他向林霖许诺,债务还清之后会给他一笔钱,然后过三年再离婚,他并不会对自己做什么,自己相当于一个演员。
林霖倒霉的事业运让他干什么都不顺利,过于老实的外表和beta的性别受到了这个社会的歧视,房湉开的价的确令人心动,加上对国内的向往,他图安稳,于是答应了下来。
直到他敲响房星的家门时才意识到这并不安稳。
房星看向自己陌生的眼神让他心中刺痛,后来得知他是患了某种病症时,又更不知所措了起来,他查了很多关于这方面的消息,查到了alpha解离症漫长又痛苦,查到他们会间歇性失忆。
自此,房星的不告而别,和分开四年判若两人的性格都有了解释。
当他试图放下一切开始新生活时,房星又一次缠了上来。
林霖并不想把事情闹的太难看,但是房星总是在得寸进尺,现在又说什么要和自己结婚这种事情……
他推开房星,坐在沙发上低头去拆买的那堆东西。
房星并没有意识到林霖心里已经在盘算着要怎么和他撕破脸了,照样黏上去,看到方便袋里的食材后问道:
“你要做饭吗?我也想吃。”
他靠在林霖肩膀上,可怜巴巴地说:
“为了早点过来见你,我把工作团成团一股脑的全做完了,连吃饭的时间都挤不出来,飞机餐难吃的不行,算下来我已经快两天没吃饭了。

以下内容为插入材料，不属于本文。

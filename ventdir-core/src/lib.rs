pub mod config;
pub mod error;
pub mod geo;
pub mod hours;
pub mod images;
pub mod location;
pub mod sitemap;
pub mod slug;
pub mod states;

pub use config::SiteConfig;
pub use error::{DirectoryError, Result};
pub use geo::{haversine_miles, is_zip_code, Coordinates, RadiusQuery, SearchInput};
pub use hours::{
    business_hours_status, format_time, is_open_24_hours, next_open_time, open_status,
    state_timezone, timezone_abbreviation, weekly_schedule, ClockTime, DayHours, OpenStatus,
    WeeklySchedule,
};
pub use images::{ImageType, ImageVariant, LocationImage};
pub use location::{Amenity, BusinessStatus, ReviewStatus, VISIBLE_BUSINESS_STATUSES};
pub use slug::slugify;
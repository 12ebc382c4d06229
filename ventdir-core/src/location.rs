//! Location row enums shared by the server and the ETL scripts

use std::fmt;
use std::str::FromStr;

use serde::{Deserialize, Serialize};

use crate::error::DirectoryError;

/// Business statuses a location must have to be publicly listed.
pub const VISIBLE_BUSINESS_STATUSES: [&str; 2] = ["OPERATIONAL", "CLOSED_TEMPORARILY"];

/// Operating status as reported by Google Maps.
#[derive(Debug, Clone, Copy, PartialEq, Eq, Default, Serialize, Deserialize)]
#[serde(rename_all = "SCREAMING_SNAKE_CASE")]
pub enum BusinessStatus {
    #[default]
    Operational,
    ClosedTemporarily,
    ClosedPermanently,
}

impl BusinessStatus {
    pub fn as_str(&self) -> &'static str {
        match self {
            Self::Operational => "OPERATIONAL",
            Self::ClosedTemporarily => "CLOSED_TEMPORARILY",
            Self::ClosedPermanently => "CLOSED_PERMANENTLY",
        }
    }

    /// Whether locations with this status appear in listings and sitemaps.
    pub fn is_listed(&self) -> bool {
        !matches!(self, Self::ClosedPermanently)
    }

    /// Map a scraped "open state" string ("Temporarily closed", "Closes at 5 PM")
    /// to a status. Anything that is not explicitly closed is operational.
    pub fn from_open_state(open_state: Option<&str>) -> Self {
        let Some(state) = open_state else {
            return Self::Operational;
        };
        let state = state.to_lowercase();
        if state.contains("permanently close") {
            Self::ClosedPermanently
        } else if state.contains("temporarily close") {
            Self::ClosedTemporarily
        } else {
            Self::Operational
        }
    }
}

impl fmt::Display for BusinessStatus {
    fn fmt(&self, f: &mut fmt::Formatter<'_>) -> fmt::Result {
        f.write_str(self.as_str())
    }
}

impl FromStr for BusinessStatus {
    type Err = DirectoryError;

    fn from_str(s: &str) -> Result<Self, Self::Err> {
        match s {
            "OPERATIONAL" => Ok(Self::Operational),
            "CLOSED_TEMPORARILY" => Ok(Self::ClosedTemporarily),
            "CLOSED_PERMANENTLY" => Ok(Self::ClosedPermanently),
            other => Err(DirectoryError::invalid_variant("business_status", other)),
        }
    }
}

/// Moderation state of a listing (and of `open_24_hour_locations` entries).
#[derive(Debug, Clone, Copy, PartialEq, Eq, Default, Serialize, Deserialize)]
#[serde(rename_all = "lowercase")]
pub enum ReviewStatus {
    #[default]
    Pending,
    Approved,
    Rejected,
}

impl ReviewStatus {
    pub fn as_str(&self) -> &'static str {
        match self {
            Self::Pending => "pending",
            Self::Approved => "approved",
            Self::Rejected => "rejected",
        }
    }
}

impl fmt::Display for ReviewStatus {
    fn fmt(&self, f: &mut fmt::Formatter<'_>) -> fmt::Result {
        f.write_str(self.as_str())
    }
}

impl FromStr for ReviewStatus {
    type Err = DirectoryError;

    fn from_str(s: &str) -> Result<Self, Self::Err> {
        match s {
            "pending" => Ok(Self::Pending),
            "approved" => Ok(Self::Approved),
            "rejected" => Ok(Self::Rejected),
            other => Err(DirectoryError::invalid_variant("review_status", other)),
        }
    }
}

/// One amenity attached to a listing.
#[derive(Debug, Clone, PartialEq, Eq, Serialize, Deserialize)]
pub struct Amenity {
    pub name: String,
    pub category: String,
}

/// Group amenities by category, names sorted alphabetically within a category.
pub fn group_amenities(amenities: &[Amenity]) -> std::collections::BTreeMap<String, Vec<String>> {
    let mut grouped: std::collections::BTreeMap<String, Vec<String>> = Default::default();
    for amenity in amenities {
        grouped
            .entry(amenity.category.clone())
            .or_default()
            .push(amenity.name.clone());
    }
    for names in grouped.values_mut() {
        names.sort();
    }
    grouped
}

”
林霖听到“两天没吃饭”,又不争气地对房星心软,拍了拍他的脑袋,“起来,我去做饭。”
房星眯起眼睛在他脸颊上落下一个响亮的亲吻后把他放开。
林霖的围裙是白色的,按他的脑回路来讲就是白围裙脏了污渍明显,能及时发现。
他喜欢把两边的带子系的紧一点,因为松松垮垮总感觉会掉下来。
他单纯的举动在房星看来完全变了味道,暖光打在他耳廓上落下的柔和阴影,温柔安静的侧颜,被围裙带显出来的腰身,翻炒饭菜时不经意间露出的纤细手腕,洁白刚刚拆封的围裙像一款婚纱,一切的一切在房星看来,都色气满满。
他开始鄙视自己之前没有眼光嫌弃林霖的平淡。
饭没吃成,等他反应过来时,他已经把林霖揽在台上亲了好久好久,林霖愤然咬他的嘴唇,腥甜血腥气在他们两个的口腔中蔓延。
他的手不老实地摩挲林霖细瘦的腰,火热的吻落在林霖的脖颈间,他苍白的肌肤以肉眼可见的速度变粉。
一旁炖着的蔬菜汤咕噜冒泡,散着热气,在暧昧水声中彰显着自己的存在感。
林霖推他的脑袋:
“你走开……要糊了……”
房星像一个重度肌肤饥渴症患者一样,黏黏糊糊地在他皮肤上亲了又啄,闻言撒娇口齿不清地说:
“再亲两下,就两下。”
身体起来的羞耻反应被房星发现,他慌里慌张想把腿并起来遮掩自己的失态,房星却不容置疑的,直接把头埋下去,用嘴叼住了他裤子中间的拉链。